Menurut Undang-Undang Nomor 28 Tahun 2009, pemerintah daerah memang berwenang menetapkan tarif PBB-P2. Namun, asas keadilan, kepastian hukum, dan transparansi wajib diutamakan. Fakta lapangan menunjukkan kebijakan ini minim sosialisasi dan rawan konflik.


Gelombang protes serupa merambat ke berbagai wilayah:

  • Bone, Sulawesi Selatan: Mahasiswa menolak kenaikan PBB-P2 sebesar 300 persen.
  • Jombang, Jawa Timur: Lonjakan hingga 1.202 persen memicu ribuan warga berunjuk rasa, bahkan sebagian membayar pajak dengan koin recehan sebagai sindiran keras.
  • Ambarawa, Jawa Tengah: Kenaikan 441 persen dikecam karena tidak sesuai prosedur dalam PP Nomor 46 Tahun 2013 tentang penetapan tarif PBB.


Fenomena ini bukan sekadar persoalan angka, melainkan indikator krisis kepercayaan rakyat terhadap penguasa.
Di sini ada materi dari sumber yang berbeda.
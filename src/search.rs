//! Debounced, latest-wins hero search.
//!
//! Keystrokes go in through a [`SearchHandle`]; result batches come out of an
//! unbounded receiver. Between the two sits one actor task driving a
//! [`SearchState`]:
//!
//! ```text
//! term --> debounce (reset per term) --> adjacent dedup --> search #seq --> deliver if seq is latest
//! ```
//!
//! Superseded searches keep running until they finish. Only their results
//! are dropped.

use std::future::Future;
use std::sync::Arc;
use std::time::Duration;

use tokio::sync::mpsc;
use tokio::time::Instant;
use tracing::{debug, info, warn};

use crate::types::Hero;

/// Anything that can answer a name query. Failures must already be folded
/// into the returned list.
pub trait HeroSearch {
    fn search(&self, term: &str) -> impl Future<Output = Vec<Hero>> + Send;
}

/// A search the pipeline decided to issue.
#[derive(Debug, Clone, PartialEq, Eq)]
pub struct SearchRequest {
    pub seq: u64,
    pub term: String,
}

/// Timer-free core of the pipeline.
#[derive(Debug, Default)]
pub struct SearchState {
    last_forwarded: Option<String>,
    pending: Option<String>,
    latest_seq: u64,
    awaiting: bool,
}

impl SearchState {
    /// Record a new term. It replaces any term still waiting for the quiet interval.
    pub fn push(&mut self, term: String) {
        self.pending = Some(term);
    }

    /// The quiet interval elapsed. Returns the search to issue, unless the
    /// pending term repeats the last forwarded one.
    pub fn quiet(&mut self) -> Option<SearchRequest> {
        let term = self.pending.take()?;
        if self.last_forwarded.as_deref() == Some(term.as_str()) {
            debug!(term = %term, "search term unchanged, skipping");
            return None;
        }
        self.last_forwarded = Some(term.clone());
        self.latest_seq += 1;
        self.awaiting = true;
        Some(SearchRequest {
            seq: self.latest_seq,
            term,
        })
    }

    /// A search finished. Returns whether its result should be delivered.
    pub fn complete(&mut self, seq: u64) -> bool {
        if self.awaiting && seq == self.latest_seq {
            self.awaiting = false;
            true
        } else {
            false
        }
    }

    pub fn has_pending(&self) -> bool {
        self.pending.is_some()
    }

    /// Nothing waiting to be forwarded and no delivery outstanding.
    pub fn is_idle(&self) -> bool {
        self.pending.is_none() && !self.awaiting
    }

    pub fn latest_seq(&self) -> u64 {
        self.latest_seq
    }
}

/// Input side of a running pipeline. The pipeline winds down once every
/// handle is dropped.
#[derive(Debug, Clone)]
pub struct SearchHandle {
    tx: mpsc::UnboundedSender<String>,
}

impl SearchHandle {
    /// Push a keystroke. Returns `false` if the pipeline has shut down.
    pub fn search(&self, term: impl Into<String>) -> bool {
        self.tx.send(term.into()).is_ok()
    }
}

/// Start a pipeline on the current tokio runtime.
pub fn spawn_search_pipeline<S>(
    searcher: Arc<S>,
    debounce: Duration,
) -> (SearchHandle, mpsc::UnboundedReceiver<Vec<Hero>>)
where
    S: HeroSearch + Send + Sync + 'static,
{
    let (term_tx, term_rx) = mpsc::unbounded_channel();
    let (result_tx, result_rx) = mpsc::unbounded_channel();
    tokio::spawn(run_pipeline(searcher, debounce, term_rx, result_tx));
    (SearchHandle { tx: term_tx }, result_rx)
}

async fn run_pipeline<S>(
    searcher: Arc<S>,
    debounce: Duration,
    mut terms: mpsc::UnboundedReceiver<String>,
    results: mpsc::UnboundedSender<Vec<Hero>>,
) where
    S: HeroSearch + Send + Sync + 'static,
{
    let (done_tx, mut done_rx) = mpsc::unbounded_channel::<(u64, Option<Vec<Hero>>)>();
    let mut state = SearchState::default();
    let mut terms_open = true;

    let timer = tokio::time::sleep(debounce);
    tokio::pin!(timer);

    info!(debounce_ms = debounce.as_millis(), "search pipeline started");

    loop {
        tokio::select! {
            maybe_term = terms.recv(), if terms_open => {
                if let Some(term) = maybe_term {
                    state.push(term);
                    timer.as_mut().reset(Instant::now() + debounce);
                } else {
                    // Input finished: forward whatever is pending without waiting.
                    terms_open = false;
                    if let Some(request) = state.quiet() {
                        issue(&searcher, request, &done_tx);
                    }
                }
            }
            () = &mut timer, if state.has_pending() => {
                if let Some(request) = state.quiet() {
                    issue(&searcher, request, &done_tx);
                }
            }
            Some((seq, outcome)) = done_rx.recv() => {
                if !state.complete(seq) {
                    debug!(seq, latest = state.latest_seq(), "discarding stale search result");
                } else if let Some(heroes) = outcome {
                    if results.send(heroes).is_err() {
                        debug!("search results receiver dropped");
                        break;
                    }
                }
            }
            () = results.closed() => {
                debug!("search results receiver dropped");
                break;
            }
        }

        if !terms_open && state.is_idle() {
            break;
        }
    }

    info!("search pipeline stopped");
}

/// Run one search in its own task. A search that panics still reports back,
/// with no batch, so the pipeline stops awaiting it.
fn issue<S>(searcher: &Arc<S>, request: SearchRequest, done: &mpsc::UnboundedSender<(u64, Option<Vec<Hero>>)>)
where
    S: HeroSearch + Send + Sync + 'static,
{
    debug!(seq = request.seq, term = %request.term, "issuing hero search");
    let seq = request.seq;
    let searcher = Arc::clone(searcher);
    let done = done.clone();
    tokio::spawn(async move {
        let search = tokio::spawn(async move { searcher.search(&request.term).await });
        let outcome = match search.await {
            Ok(heroes) => Some(heroes),
            Err(e) => {
                warn!(seq, error = %e, "hero search task failed");
                None
            }
        };
        // The pipeline may already be gone.
        let _ = done.send((seq, outcome));
    });
}

#[cfg(test)]
mod tests {
    use super::*;
    use std::collections::HashMap;
    use std::sync::Mutex;

    #[derive(Default)]
    struct FakeSearch {
        calls: Mutex<Vec<String>>,
        delays: HashMap<String, Duration>,
        panic_on: Option<&'static str>,
    }

    impl FakeSearch {
        fn with_delays(delays: &[(&str, u64)]) -> Self {
            Self {
                calls: Mutex::new(Vec::new()),
                delays: delays
                    .iter()
                    .map(|(term, ms)| ((*term).to_owned(), Duration::from_millis(*ms)))
                    .collect(),
                panic_on: None,
            }
        }

        fn panicking_on(term: &'static str) -> Self {
            Self {
                panic_on: Some(term),
                ..Self::default()
            }
        }

        fn calls(&self) -> Vec<String> {
            self.calls.lock().unwrap().clone()
        }
    }

    impl HeroSearch for FakeSearch {
        async fn search(&self, term: &str) -> Vec<Hero> {
            self.calls.lock().unwrap().push(term.to_owned());
            if self.panic_on == Some(term) {
                panic!("search backend blew up on {term}");
            }
            let delay = self.delays.get(term).copied().unwrap_or(Duration::from_millis(10));
            tokio::time::sleep(delay).await;
            vec![Hero {
                id: 1,
                name: term.to_owned(),
            }]
        }
    }

    async fn drain(mut rx: mpsc::UnboundedReceiver<Vec<Hero>>) -> Vec<String> {
        let mut names = Vec::new();
        while let Some(batch) = rx.recv().await {
            names.extend(batch.into_iter().map(|h| h.name));
        }
        names
    }

    const DEBOUNCE: Duration = Duration::from_millis(300);

    #[test]
    fn state_dedups_adjacent_terms_only() {
        let mut state = SearchState::default();
        state.push("bat".into());
        assert_eq!(state.quiet().map(|r| r.seq), Some(1));
        state.push("bat".into());
        assert!(state.quiet().is_none());
        state.push("ba".into());
        assert_eq!(state.quiet().map(|r| r.term), Some("ba".to_owned()));
        state.push("bat".into());
        assert_eq!(state.quiet().map(|r| r.seq), Some(3));
    }

    #[test]
    fn state_delivers_latest_completion_once() {
        let mut state = SearchState::default();
        state.push("ba".into());
        let first = state.quiet().unwrap();
        state.push("bat".into());
        let second = state.quiet().unwrap();

        assert!(state.complete(second.seq));
        assert!(!state.complete(first.seq));
        assert!(!state.complete(second.seq));
        assert!(state.is_idle());
    }

    #[test]
    fn state_quiet_without_pending_is_noop() {
        let mut state = SearchState::default();
        assert!(state.quiet().is_none());
        assert_eq!(state.latest_seq(), 0);
        assert!(state.is_idle());
    }

    #[tokio::test(start_paused = true)]
    async fn rapid_keystrokes_issue_one_search() {
        let fake = Arc::new(FakeSearch::default());
        let (handle, mut results) = spawn_search_pipeline(Arc::clone(&fake), DEBOUNCE);

        handle.search("b");
        tokio::time::sleep(Duration::from_millis(100)).await;
        handle.search("ba");
        tokio::time::sleep(Duration::from_millis(100)).await;
        handle.search("bat");

        let batch = results.recv().await.unwrap();
        assert_eq!(batch[0].name, "bat");
        assert_eq!(fake.calls(), vec!["bat"]);

        drop(handle);
        assert!(results.recv().await.is_none());
    }

    #[tokio::test(start_paused = true)]
    async fn search_waits_for_quiet_interval() {
        let fake = Arc::new(FakeSearch::default());
        let (handle, _results) = spawn_search_pipeline(Arc::clone(&fake), DEBOUNCE);

        handle.search("bat");
        tokio::time::sleep(Duration::from_millis(250)).await;
        assert!(fake.calls().is_empty());
        tokio::time::sleep(Duration::from_millis(100)).await;
        assert_eq!(fake.calls(), vec!["bat"]);
    }

    #[tokio::test(start_paused = true)]
    async fn repeated_term_is_searched_once() {
        let fake = Arc::new(FakeSearch::default());
        let (handle, results) = spawn_search_pipeline(Arc::clone(&fake), DEBOUNCE);

        handle.search("bat");
        tokio::time::sleep(Duration::from_millis(400)).await;
        handle.search("ba");
        tokio::time::sleep(Duration::from_millis(100)).await;
        handle.search("bat");
        tokio::time::sleep(Duration::from_millis(400)).await;
        drop(handle);

        assert_eq!(drain(results).await, vec!["bat"]);
        assert_eq!(fake.calls(), vec!["bat"]);
    }

    #[tokio::test(start_paused = true)]
    async fn slow_stale_result_is_discarded() {
        let fake = Arc::new(FakeSearch::with_delays(&[("ba", 500), ("bat", 10)]));
        let (handle, results) = spawn_search_pipeline(Arc::clone(&fake), DEBOUNCE);

        // "ba" goes out at 300ms and answers at 800ms; "bat" goes out at 700ms
        // and answers at 710ms.
        handle.search("ba");
        tokio::time::sleep(Duration::from_millis(400)).await;
        handle.search("bat");
        tokio::time::sleep(Duration::from_secs(1)).await;
        drop(handle);

        assert_eq!(drain(results).await, vec!["bat"]);
        assert_eq!(fake.calls(), vec!["ba", "bat"]);
    }

    #[tokio::test(start_paused = true)]
    async fn closing_input_flushes_pending_term() {
        let fake = Arc::new(FakeSearch::default());
        let (handle, results) = spawn_search_pipeline(Arc::clone(&fake), DEBOUNCE);

        handle.search("rob");
        drop(handle);

        assert_eq!(drain(results).await, vec!["rob"]);
        assert_eq!(fake.calls(), vec!["rob"]);
    }

    #[tokio::test(start_paused = true)]
    async fn panicking_search_still_lets_pipeline_close() {
        let fake = Arc::new(FakeSearch::panicking_on("boom"));
        let (handle, results) = spawn_search_pipeline(Arc::clone(&fake), DEBOUNCE);

        handle.search("boom");
        drop(handle);

        let names = tokio::time::timeout(Duration::from_secs(5), drain(results)).await.unwrap();
        assert!(names.is_empty());
        assert_eq!(fake.calls(), vec!["boom"]);
    }

    #[tokio::test(start_paused = true)]
    async fn panicking_search_does_not_block_later_terms() {
        let fake = Arc::new(FakeSearch::panicking_on("boom"));
        let (handle, mut results) = spawn_search_pipeline(Arc::clone(&fake), DEBOUNCE);

        handle.search("boom");
        tokio::time::sleep(Duration::from_millis(400)).await;
        handle.search("bat");

        let batch = results.recv().await.unwrap();
        assert_eq!(batch[0].name, "bat");
    }

    #[tokio::test(start_paused = true)]
    async fn dropped_receiver_stops_idle_pipeline() {
        let fake = Arc::new(FakeSearch::default());
        let (handle, results) = spawn_search_pipeline(Arc::clone(&fake), DEBOUNCE);

        drop(results);
        tokio::time::sleep(Duration::from_millis(10)).await;

        assert!(!handle.search("bat"));
        assert!(fake.calls().is_empty());
    }
}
Pepatah Minahasa "Wo dotou o bae, wo dotou o koro-koro" (kita harus berani melawan ketidakadilan) kini hidup kembali di tengah masyarakat.


Bahkan pesan moral dari Kitab Mikha 6:8 dalam Alkitab—"Berlakulah adil, cintai kesetiaan, dan hiduplah dengan rendah hati di hadapan Allahmu"—seolah menjadi teguran bagi para pemegang kekuasaan yang mengabaikan nurani.


Kepemimpinan yang kehilangan arah akan mudah tergelincir menjadi mesin penindas. Undang-Undang Nomor 9 Tahun 1998 tentang Kemerdekaan Menyampaikan Pendapat di Muka Umum menegaskan hak rakyat untuk bersuara, dan pemerintah wajib menanggapi dengan dialog, bukan represi.


Pertanyaan yang kini menggantung: akankah para pemimpin mau menghentikan langkah sejenak untuk bercermin dan memperbaiki diri? Atau justru tetap melaju di jalur keliru hingga rakyat memutuskan mengambil langkah yang lebih keras?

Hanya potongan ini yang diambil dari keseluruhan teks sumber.